Макьюэн сознательно выстраивает абсолютно благополучный, упорядоченный и гармоничный мир. Потомки будут вспоминать их, думает Генри, «как счастливых богов, знавших секрет долголетия, обитавших среди изобилия супермаркетов, в потоках легкодоступной информации, облаченных в теплые и легкие одежды, окруженных чудодейственными машинами».
Однако всякая идиллия обречена на разрушение. Недаром день начался с горящего самолета, который Генри случайно заметил из окна своей спальни. С самолетом все будет хорошо, но вскоре появятся новые джеки-потрошители этого аккуратно упакованного мира. Призрак убийства и насилия нависнет над семейством Пероун совсем низко и, перепугав всех до смерти, в конце концов отступит. Но необъяснимая тревога, мучающая героя с самого утра, так и останется с ним. Ночью Генри Пероуну покажется, что очень скоро Лондон будет разбомблен – скорее всего, бомбежка начнется в час пик. Он снова остро ощутит свою беззащитность, снова бросится к любимой жене. Переклички романа Макьюэна с «Американской пасторалью» Филиппа Рота кажутся очевидными, но, пожалуй, сходство объясняется не столько внутренней общностью авторов (она не так уж велика), сколько архетипичностью сюжета о разрушающемся доме.
Мы простимся с Генри, этим идеальным семьянином и прекрасным врачом, на рассвете воскресенья, но этот день для героя очищен от христианских ассоциаций. Воскрешения не предвидится, наступит просто очередной день недели, последний. Довольно печальная получилась история, полная предчувствия близкой угрозы, источник которой, похоже, и Макьюэну ясен не до конца, терроризм же (хотя герои постоянно спорят о войне в Ираке) кажется ему слишком простым ответом.
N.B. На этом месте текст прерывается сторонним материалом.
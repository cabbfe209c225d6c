//! The harness configs
//!
//! Profiles are loaded from `casebench.toml` in the current directory, or from the file given by
//! `--config`. If no config file exists, a `default` profile with the values below is used.
//!
//! # Example:
//!
//! ```toml
//! [profiles.default]
//! solver = "./cmake-build-debug/PDSP" # The solver executable
//! args = []                           # Optional. Extra solver arguments
//! env = { OMP_NUM_THREADS = "1" }     # Optional. Extra solver environment variables
//! input = "testdata"                  # Test case directory
//! output = "greedy_output"            # Captured solver outputs
//! logs = ".casebench/logs"            # Run summaries and solver stderr
//! jobs = 1                            # Worker threads
//! slots = 1                           # Max. solver processes alive at once
//! timeout = 1800.0                    # Seconds before a solver is killed
//! ```
use std::{
    collections::HashMap,
    path::{Path, PathBuf},
    time::Duration,
};

use serde::{Deserialize, Serialize};

pub const DEFAULT_CONFIG_FILE: &str = "casebench.toml";

/// The harness configuration.
#[derive(Serialize, Deserialize, Debug)]
pub struct HarnessConfig {
    /// Named profiles
    pub profiles: HashMap<String, Profile>,
}

impl Default for HarnessConfig {
    fn default() -> Self {
        Self {
            profiles: [("default".to_owned(), Profile::default())]
                .into_iter()
                .collect(),
        }
    }
}

impl HarnessConfig {
    /// Load the config from `path`, or from `./casebench.toml`.
    /// A missing default config file yields the built-in `default` profile.
    pub fn load(path: Option<&Path>) -> anyhow::Result<Self> {
        let file = path.unwrap_or(Path::new(DEFAULT_CONFIG_FILE));
        if !file.is_file() {
            if path.is_some() {
                anyhow::bail!("Config file not found: {}", file.display());
            }
            log::debug!("{} not found, using the default profile", file.display());
            return Ok(Self::default());
        }
        let s = std::fs::read_to_string(file)?;
        toml::from_str::<HarnessConfig>(&s)
            .map_err(|e| anyhow::anyhow!("Failed to parse {}: {}", file.display(), e))
    }

    pub fn profile(&self, name: &str) -> anyhow::Result<Profile> {
        let Some(profile) = self.profiles.get(name).cloned() else {
            anyhow::bail!("Could not find harness profile `{}`", name);
        };
        Ok(profile)
    }
}

fn one() -> usize {
    1
}

fn default_solver() -> PathBuf {
    PathBuf::from("./cmake-build-debug/PDSP")
}

fn default_input() -> PathBuf {
    PathBuf::from("testdata")
}

fn default_output() -> PathBuf {
    PathBuf::from("greedy_output")
}

fn default_logs() -> PathBuf {
    PathBuf::from(".casebench/logs")
}

fn default_timeout() -> f64 {
    1800.0
}

/// One set of harness settings.
#[derive(Serialize, Deserialize, Debug, Clone, PartialEq)]
pub struct Profile {
    /// The solver executable
    #[serde(default = "default_solver")]
    pub solver: PathBuf,
    /// Extra solver arguments
    #[serde(default)]
    pub args: Vec<String>,
    /// Extra solver environment variables
    #[serde(default)]
    pub env: HashMap<String, String>,
    /// Test case directory
    #[serde(default = "default_input")]
    pub input: PathBuf,
    /// Directory receiving one captured output per test case
    #[serde(default = "default_output")]
    pub output: PathBuf,
    /// Root of the per-run log directories
    #[serde(default = "default_logs")]
    pub logs: PathBuf,
    /// Number of worker threads pulling test cases
    #[serde(default = "one")]
    pub jobs: usize,
    /// Maximum number of solver processes alive at once
    #[serde(default = "one")]
    pub slots: usize,
    /// Per-invocation time limit, in seconds
    #[serde(default = "default_timeout")]
    pub timeout: f64,
}

impl Default for Profile {
    fn default() -> Self {
        Self {
            solver: default_solver(),
            args: Vec::new(),
            env: HashMap::new(),
            input: default_input(),
            output: default_output(),
            logs: default_logs(),
            jobs: one(),
            slots: one(),
            timeout: default_timeout(),
        }
    }
}

impl Profile {
    pub fn validate(&self) -> anyhow::Result<()> {
        if self.jobs == 0 {
            anyhow::bail!("`jobs` must be at least 1");
        }
        if self.slots == 0 {
            anyhow::bail!("`slots` must be at least 1");
        }
        if !self.timeout.is_finite() || self.timeout <= 0.0 {
            anyhow::bail!("`timeout` must be a positive number of seconds");
        }
        if Duration::try_from_secs_f64(self.timeout).is_err() {
            anyhow::bail!("`timeout` is too large: {}s", self.timeout);
        }
        Ok(())
    }

    pub fn timeout(&self) -> Duration {
        Duration::from_secs_f64(self.timeout)
    }
}
//! Node-list derivation.
//!
//! Input layout (one item per line):
//!
//! ```text
//! <opaque header, e.g. the reference answer>
//! n m
//! u1 v1
//! ...
//! um vm
//! <anything else>
//! ```
//!
//! The output repeats the first two lines, inserts the list of distinct vertex ids referenced by
//! the edge block, and then copies everything from the edge block onwards untouched.

use std::{collections::BTreeSet, path::Path};

use super::{CaseError, Edge, Header, Vertex};

/// A test case with its derived node list.
#[derive(Debug, Clone, PartialEq, Eq)]
pub struct NodeListed<'a> {
    lines: Vec<&'a str>,
    pub header: Header,
    /// Distinct vertex ids of the edge block, ascending.
    pub nodes: BTreeSet<Vertex>,
}

impl<'a> NodeListed<'a> {
    pub fn parse(text: &'a str) -> Result<Self, CaseError> {
        let lines = text.split_inclusive('\n').collect::<Vec<_>>();
        if lines.len() < 2 {
            return Err(CaseError::MissingHeader {
                line: lines.len() + 1,
                expected: if lines.is_empty() {
                    "opaque"
                } else {
                    "<vertices> <edges>"
                },
            });
        }
        let header = Header::parse(lines[1], 2)?;
        let available = lines.len() - 2;
        if available < header.edges {
            return Err(CaseError::Truncated {
                declared: header.edges,
                found: available,
            });
        }
        let mut nodes = BTreeSet::new();
        for (i, line) in lines[2..2 + header.edges].iter().enumerate() {
            let (u, v) = Edge::parse(line, i + 3)?.endpoints();
            nodes.insert(u);
            nodes.insert(v);
        }
        Ok(Self {
            lines,
            header,
            nodes,
        })
    }

    /// The node-list line, e.g. `"1 2 3 \n"`.
    pub fn node_line(&self) -> String {
        let mut line = String::new();
        for node in &self.nodes {
            line += &format!("{} ", node);
        }
        line.push('\n');
        line
    }

    pub fn render(&self) -> String {
        let mut out = String::new();
        out += self.lines[0];
        out += self.lines[1];
        if !self.lines[1].ends_with('\n') {
            out.push('\n');
        }
        out += &self.node_line();
        for line in &self.lines[2..] {
            out += line;
        }
        out
    }
}

/// Read the test case at `input` and write it, with its node list inserted, to `output`.
/// `input` and `output` may be the same file.
pub fn transform_file(input: &Path, output: &Path) -> anyhow::Result<usize> {
    let text = std::fs::read_to_string(input)?;
    let case = NodeListed::parse(&text)?;
    std::fs::write(output, case.render())?;
    Ok(case.nodes.len())
}
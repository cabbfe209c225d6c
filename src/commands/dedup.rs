use std::path::PathBuf;

use anyhow::Context;
use clap::Parser;
use colored::Colorize;

use crate::graph::edges;

/// Collapse duplicate undirected edges of every test case, rewriting the files in place
#[derive(Parser)]
pub struct DedupArgs {
    /// Test case directory
    #[arg(default_value = "testdata")]
    pub dir: PathBuf,
    /// Only files whose name starts with this prefix are rewritten
    #[arg(long, default_value = "case")]
    pub prefix: String,
    /// Report edge counts without rewriting any file
    #[arg(long, default_value = "false")]
    pub dry_run: bool,
}

impl DedupArgs {
    fn collect_cases(&self) -> anyhow::Result<Vec<PathBuf>> {
        let mut cases = Vec::new();
        let entries = std::fs::read_dir(&self.dir)
            .with_context(|| format!("Failed to read {}", self.dir.display()))?;
        for entry in entries {
            let entry = entry?;
            let is_case = entry
                .file_name()
                .to_str()
                .is_some_and(|name| name.starts_with(&self.prefix));
            if is_case && entry.file_type()?.is_file() {
                cases.push(entry.path());
            }
        }
        cases.sort();
        Ok(cases)
    }

    /// Normalize all matching test cases. The first malformed file aborts the batch.
    pub fn run(&self) -> anyhow::Result<()> {
        let cases = self.collect_cases()?;
        if cases.is_empty() {
            log::warn!(
                "No `{}*` test cases found in {}",
                self.prefix,
                self.dir.display()
            );
        }
        for path in &cases {
            let case = edges::normalize_file(path, self.dry_run)
                .with_context(|| format!("Failed to normalize {}", path.display()))?;
            let (declared, distinct) = (case.declared.edges, case.edges.len());
            log::info!(
                "{}: {} -> {} edges",
                path.display(),
                declared,
                distinct
            );
            let name = path.file_name().unwrap_or_default().to_string_lossy();
            if declared == distinct {
                println!("{} {}", name.blue().bold(), "unchanged".green());
            } else {
                println!(
                    "{} {}",
                    name.blue().bold(),
                    format!("{} duplicate edges removed", declared - distinct).yellow()
                );
            }
        }
        if self.dry_run {
            println!("\n{}", "Dry run: no files were modified.".italic());
        }
        Ok(())
    }
}
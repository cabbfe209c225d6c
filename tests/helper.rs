#![allow(unused)]

use std::path::{Path, PathBuf};

use clap::Parser;
use tempdir::TempDir;

/// A scratch directory holding test cases, outputs, logs and a config file.
pub struct Workspace {
    temp_dir: TempDir,
}

impl Workspace {
    pub fn new() -> anyhow::Result<Self> {
        Ok(Self {
            temp_dir: TempDir::new("casebench")?,
        })
    }

    pub fn path(&self) -> &Path {
        self.temp_dir.path()
    }

    pub fn join(&self, path: impl AsRef<str>) -> String {
        self.path()
            .join(path.as_ref())
            .to_str()
            .unwrap()
            .to_owned()
    }

    pub fn file(&self, path: impl AsRef<str>, content: impl AsRef<str>) -> anyhow::Result<()> {
        let full_path = self.path().join(path.as_ref());
        std::fs::create_dir_all(full_path.parent().unwrap())?;
        std::fs::write(full_path, content.as_ref())?;
        Ok(())
    }

    pub fn read(&self, path: impl AsRef<str>) -> anyhow::Result<String> {
        Ok(std::fs::read_to_string(self.path().join(path.as_ref()))?)
    }

    pub fn exists(&self, path: impl AsRef<str>) -> bool {
        self.path().join(path.as_ref()).exists()
    }

    /// Run `casebench <args>` in-process.
    pub fn casebench(&self, args: &[&str]) -> anyhow::Result<()> {
        let mut cmd_args = vec!["casebench"];
        cmd_args.extend_from_slice(args);
        casebench::entry(&casebench::Cli::parse_from(cmd_args))
    }

    /// Write a `default` profile running `sh -c <script>` over `testdata/`.
    pub fn shell_solver_config(&self, script: &str, extra: &str) -> anyhow::Result<String> {
        let config = format!(
            r#"
            [profiles.default]
            solver = "/bin/sh"
            args = ["-c", {script:?}]
            input = {input:?}
            output = {output:?}
            logs = {logs:?}
            {extra}
            "#,
            input = self.join("testdata"),
            output = self.join("greedy_output"),
            logs = self.join("logs"),
        );
        self.file("casebench.toml", config)?;
        Ok(self.join("casebench.toml"))
    }

    /// `casebench run` with the workspace config.
    pub fn harness_run(&self, args: &[&str]) -> anyhow::Result<()> {
        let config = self.join("casebench.toml");
        let mut cmd_args = vec!["run", "--config", &config];
        cmd_args.extend_from_slice(args);
        self.casebench(&cmd_args)
    }

    /// The summary of the latest run.
    pub fn run_info(&self) -> anyhow::Result<toml::Table> {
        Ok(toml::from_str(&self.read("logs/latest/run.toml")?)?)
    }

    /// Execution records of the latest run, keyed by test case name.
    pub fn case_records(&self) -> anyhow::Result<Vec<toml::Table>> {
        let info = self.run_info()?;
        let cases = info
            .get("cases")
            .and_then(|c| c.as_array())
            .cloned()
            .unwrap_or_default();
        Ok(cases
            .into_iter()
            .filter_map(|c| c.as_table().cloned())
            .collect())
    }
}

/// Split a captured output into the solver's own output and the footer time.
pub fn split_footer(output: &str) -> (&str, f64) {
    let body = output.strip_suffix('\n').unwrap();
    let (head, last) = match body.rfind('\n') {
        Some(i) => (&output[..i + 1], &body[i + 1..]),
        None => ("", body),
    };
    let time = last
        .strip_prefix("Time: ")
        .unwrap_or_else(|| panic!("no footer in {:?}", output));
    (head, time.parse().unwrap())
}
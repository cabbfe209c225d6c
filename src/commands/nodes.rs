use std::path::PathBuf;

use anyhow::Context;
use clap::Parser;

use crate::graph::nodes;

/// Insert the node list of a test case after its `n m` line
#[derive(Parser)]
pub struct NodesArgs {
    /// Input test case
    pub input: PathBuf,
    /// Output file. May be the input itself.
    pub output: PathBuf,
}

impl NodesArgs {
    pub fn run(&self) -> anyhow::Result<()> {
        let count = nodes::transform_file(&self.input, &self.output)
            .with_context(|| format!("Failed to transform {}", self.input.display()))?;
        log::info!(
            "{} -> {}: {} nodes",
            self.input.display(),
            self.output.display(),
            count
        );
        Ok(())
    }
}
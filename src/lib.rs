//! Graph test case preparation and a timing harness for external solvers.
//!
//! The `casebench` binary exposes three batch jobs that compose through files on disk:
//!
//! * `dedup`: collapse duplicate undirected edges of every `case*` file, in place.
//! * `nodes`: insert the node list of a test case after its `n m` line.
//! * `run`: feed every test case to the solver, capture its output, and append the run time.
//!
//! `report` prints a summary of a previous `run`.

use clap::{Parser, Subcommand};

#[macro_use]
mod utils;
mod commands;
mod config;
mod meta;

pub mod graph;

/// Graph test case tools and solver timing harness
#[derive(Parser)]
#[command(name = "casebench", version)]
pub struct Cli {
    #[command(subcommand)]
    command: Commands,
}

#[derive(Subcommand)]
pub enum Commands {
    Dedup(commands::dedup::DedupArgs),
    Nodes(commands::nodes::NodesArgs),
    Run(commands::run::RunArgs),
    Report(commands::report::ReportArgs),
}

#[doc(hidden)]
pub fn entry(cli: &Cli) -> anyhow::Result<()> {
    match &cli.command {
        Commands::Dedup(cmd) => cmd.run(),
        Commands::Nodes(cmd) => cmd.run(),
        Commands::Run(cmd) => cmd.run(),
        Commands::Report(cmd) => cmd.run(),
    }
}
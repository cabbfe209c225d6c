use std::{
    collections::HashMap,
    fs::File,
    path::{Path, PathBuf},
    process::{Command, ExitStatus, Stdio},
    time::{Duration, Instant},
};

use crate::config::Profile;

/// Poll interval while waiting for a solver process.
const POLL_INTERVAL: Duration = Duration::from_millis(5);

/// How a solver invocation ended.
#[derive(Debug, Clone, Copy, PartialEq, Eq)]
pub enum Outcome {
    Exited(ExitStatus),
    /// Killed after exceeding the time limit
    TimedOut,
}

#[derive(Debug)]
pub struct Invocation {
    pub outcome: Outcome,
    pub elapsed: Duration,
}

/// The external solver: stdin is a test case, stdout is its answer.
#[derive(Debug, Clone)]
pub struct Solver {
    program: PathBuf,
    args: Vec<String>,
    env: HashMap<String, String>,
    timeout: Duration,
}

impl Solver {
    pub fn new(profile: &Profile) -> Self {
        Self {
            program: profile.solver.clone(),
            args: profile.args.clone(),
            env: profile.env.clone(),
            timeout: profile.timeout(),
        }
    }

    pub fn command(&self) -> Command {
        let mut cmd = Command::new(&self.program);
        cmd.args(&self.args).envs(&self.env);
        cmd
    }

    /// Run the solver once with `input` as stdin.
    ///
    /// `output` is truncated and receives stdout. `errors` receives stderr.
    /// The clock starts right before spawning and stops as soon as the process has exited or
    /// been killed.
    pub fn invoke(&self, input: &Path, output: &Path, errors: &Path) -> anyhow::Result<Invocation> {
        let stdin = File::open(input)?;
        let stdout = File::create(output)?;
        let stderr = File::create(errors)?;
        let mut cmd = self.command();
        cmd.stdin(Stdio::from(stdin))
            .stdout(Stdio::from(stdout))
            .stderr(Stdio::from(stderr));
        let start = Instant::now();
        let mut child = cmd.spawn().map_err(|e| {
            anyhow::anyhow!("Failed to spawn solver `{}`: {}", self.program.display(), e)
        })?;
        loop {
            let status = match child.try_wait() {
                Ok(status) => status,
                Err(e) => {
                    // The solver must not outlive its slot.
                    let _ = child.kill();
                    let _ = child.wait();
                    return Err(e.into());
                }
            };
            if let Some(status) = status {
                return Ok(Invocation {
                    outcome: Outcome::Exited(status),
                    elapsed: start.elapsed(),
                });
            }
            let elapsed = start.elapsed();
            if elapsed >= self.timeout {
                // The process may exit on its own between the poll and the kill.
                if let Err(e) = child.kill() {
                    log::debug!("kill after timeout: {}", e);
                }
                child.wait()?;
                return Ok(Invocation {
                    outcome: Outcome::TimedOut,
                    elapsed: start.elapsed(),
                });
            }
            std::thread::sleep(POLL_INTERVAL.min(self.timeout - elapsed));
        }
    }
}
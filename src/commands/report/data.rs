use crate::meta::{CaseRecord, CaseStatus};

/// Aggregated timing of one run.
#[derive(Debug, Clone, PartialEq)]
pub struct Summary {
    pub completed: usize,
    pub hung: usize,
    /// Sum of completed case times, in seconds
    pub total: f64,
    /// Mean completed case time, `None` if nothing completed
    pub mean: Option<f64>,
    /// Slowest completed case
    pub slowest: Option<(String, f64)>,
    /// Completed cases whose solver exited with a non-zero status
    pub nonzero_exit: usize,
}

pub fn summarize(records: &[CaseRecord]) -> Summary {
    let completed = records
        .iter()
        .filter(|r| r.status == CaseStatus::Completed)
        .collect::<Vec<_>>();
    let total = completed.iter().map(|r| r.time).sum::<f64>();
    let mean = if completed.is_empty() {
        None
    } else {
        Some(total / completed.len() as f64)
    };
    let slowest = completed
        .iter()
        .max_by(|a, b| a.time.total_cmp(&b.time))
        .map(|r| (r.case.clone(), r.time));
    Summary {
        completed: completed.len(),
        hung: records.len() - completed.len(),
        total,
        mean,
        slowest,
        nonzero_exit: completed
            .iter()
            .filter(|r| r.exit_code.is_some_and(|c| c != 0))
            .count(),
    }
}
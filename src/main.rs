use clap::Parser;
use colored::Colorize;

fn main() -> anyhow::Result<()> {
    if std::env::var("RUST_LOG").is_err() {
        std::env::set_var("RUST_LOG", "info")
    }
    env_logger::init();
    let cli = casebench::Cli::parse();
    if let Err(err) = casebench::entry(&cli) {
        eprintln!(
            "❌ {}: {}",
            "ERROR".red().bold(),
            format!("{:#}", err).red()
        );
        std::process::exit(1);
    }
    Ok(())
}
use std::path::{Path, PathBuf};

use chrono::{DateTime, Local};
use clap::Parser;

use crate::{
    config::{HarnessConfig, Profile},
    meta::RunInfo,
};

mod checks;
mod runner;
mod slots;
mod solver;

use runner::CaseRunner;

/// Run the solver over all test cases and record the time of each run
#[derive(Parser)]
pub struct RunArgs {
    #[arg(long, default_value = "default")]
    /// Harness profile
    pub profile: String,
    /// Path to the config file. Default to `./casebench.toml` if it exists.
    #[arg(long)]
    pub config: Option<PathBuf>,
    /// Solver executable
    #[arg(long)]
    pub solver: Option<PathBuf>,
    /// Test case directory
    #[arg(long)]
    pub input: Option<PathBuf>,
    /// Directory receiving captured solver outputs
    #[arg(long)]
    pub output: Option<PathBuf>,
    /// Root directory of run logs
    #[arg(long)]
    pub logs_dir: Option<PathBuf>,
    #[arg(short = 'j', long)]
    /// Number of worker threads
    pub jobs: Option<usize>,
    #[arg(long)]
    /// Maximum number of solver processes running at once
    pub slots: Option<usize>,
    #[arg(short = 't', long)]
    /// Per-case time limit in seconds
    pub timeout: Option<f64>,
}

impl RunArgs {
    fn generate_runid(&self, host: &str) -> (String, DateTime<Local>) {
        let t = Local::now();
        let time = t.format("%Y-%m-%d-%a-%H%M%S").to_string();
        let run_id = format!("{}-{}-{}", self.profile, host, time);
        (run_id, t)
    }

    fn load_profile(&self) -> anyhow::Result<Profile> {
        let config = HarnessConfig::load(self.config.as_deref())?;
        let mut profile = config.profile(&self.profile)?;
        // Overwrite profile values
        if let Some(solver) = &self.solver {
            profile.solver = solver.clone();
        }
        if let Some(input) = &self.input {
            profile.input = input.clone();
        }
        if let Some(output) = &self.output {
            profile.output = output.clone();
        }
        if let Some(logs) = &self.logs_dir {
            profile.logs = logs.clone();
        }
        if let Some(jobs) = self.jobs {
            profile.jobs = jobs;
        }
        if let Some(slots) = self.slots {
            profile.slots = slots;
        }
        if let Some(timeout) = self.timeout {
            profile.timeout = timeout;
        }
        profile.validate()?;
        Ok(profile)
    }

    /// Create `<logs>/<runid>` and point `<logs>/latest` at it.
    fn prepare_logs_dir(&self, logs_dir: &Path, run_id: &str) -> anyhow::Result<PathBuf> {
        let log_dir = logs_dir.join(run_id);
        let latest_log_dir = logs_dir.join("latest");
        std::fs::create_dir_all(&log_dir)?;
        if latest_log_dir.exists() || latest_log_dir.is_symlink() {
            if latest_log_dir.is_dir() && !latest_log_dir.is_symlink() {
                std::fs::remove_dir_all(&latest_log_dir)?;
            } else {
                std::fs::remove_file(&latest_log_dir)?;
            }
        }
        // `latest` is a relative link
        #[cfg(target_os = "windows")]
        std::os::windows::fs::symlink_dir(run_id, latest_log_dir)?;
        #[cfg(not(target_os = "windows"))]
        std::os::unix::fs::symlink(run_id, latest_log_dir)?;
        Ok(log_dir)
    }

    pub fn run(&self) -> anyhow::Result<()> {
        let profile = self.load_profile()?;
        let system = crate::utils::sys::get_current_system_info();
        let (run_id, start_time) = self.generate_runid(&system.host);
        let mut run_info = RunInfo::new(profile, run_id, start_time);
        self.pre_run_checks(&run_info)?;
        let log_dir = self.prepare_logs_dir(&run_info.profile.logs, &run_info.runid)?;
        run_info.dump(&log_dir)?;
        log::info!("Run {} started", run_info.runid);
        let records = CaseRunner::new(&run_info.runid, &run_info.profile, &log_dir).run()?;
        run_info.cases = records;
        run_info.finish_timestamp_utc = Some(Local::now().to_utc().timestamp());
        run_info.dump(&log_dir)?;
        log::info!(
            "Run {} finished: {} test cases",
            run_info.runid,
            run_info.cases.len()
        );
        Ok(())
    }
}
Но в том, что однажды рванет, что «нападение неизбежно», он не сомневается. И рассказывает нам, что случится за сутки до конца света.
Иэн Макьюэн. Суббота / Пер. с англ. Н. Холмогоровой. М.: Росмэн, 2007.
Моль родного наречия
Вышел сборник эссе Саши Соколова, автора элегической «Школы для дураков» (1973), фольклорной эпопеи «Между собакой и волком» (1979) и сатирической «Палисандрии» (1985). Гражданин вселенной, после отъезда из СССР Саша Соколов перемещался по миру быстро и незаметно и сейчас как будто живет в Израиле. Ему 63 года, он по-прежнему пишет, но пишет в стол. Сборник «Тревожная куколка» – сладкая крошка с этого стола.
В сборник вошли речи, произнесенные писателем на калифорнийских конференциях, лекции, прочитанные перед заморскими же студентами, надгробное слово памяти главы издательства «Ардис» Карла Проффера и в честь прозаика Александра Гольдштейна. А также лирический портрет литературного движения СМОГ (Самое молодое общество гениев), появившегося в 1965 году и разгромленного полтора года спустя, «попытка сюжетной прозы» «Знак озаренья», наконец, давшая название сборнику «Тревожная куколка». Это этюд о «раскукливании» личности художника и превращении ее – нет, не в волшебную набоковскую бабочку, а в серого ночного мотылька, в «вольную моль родного наречия».
Главное, ради чего стоит читать все эти лекции и речи, – немыслимость языка, которым они написаны. Язык Саши Соколова плавно течет меж берегов русской классики, задевает краеугольные камни русской фразеологии, фонетики, синтаксиса, слизывает и растворяет в себе их мощь, соль и в итоге оказывается живым, современным, русским и образцово правильным.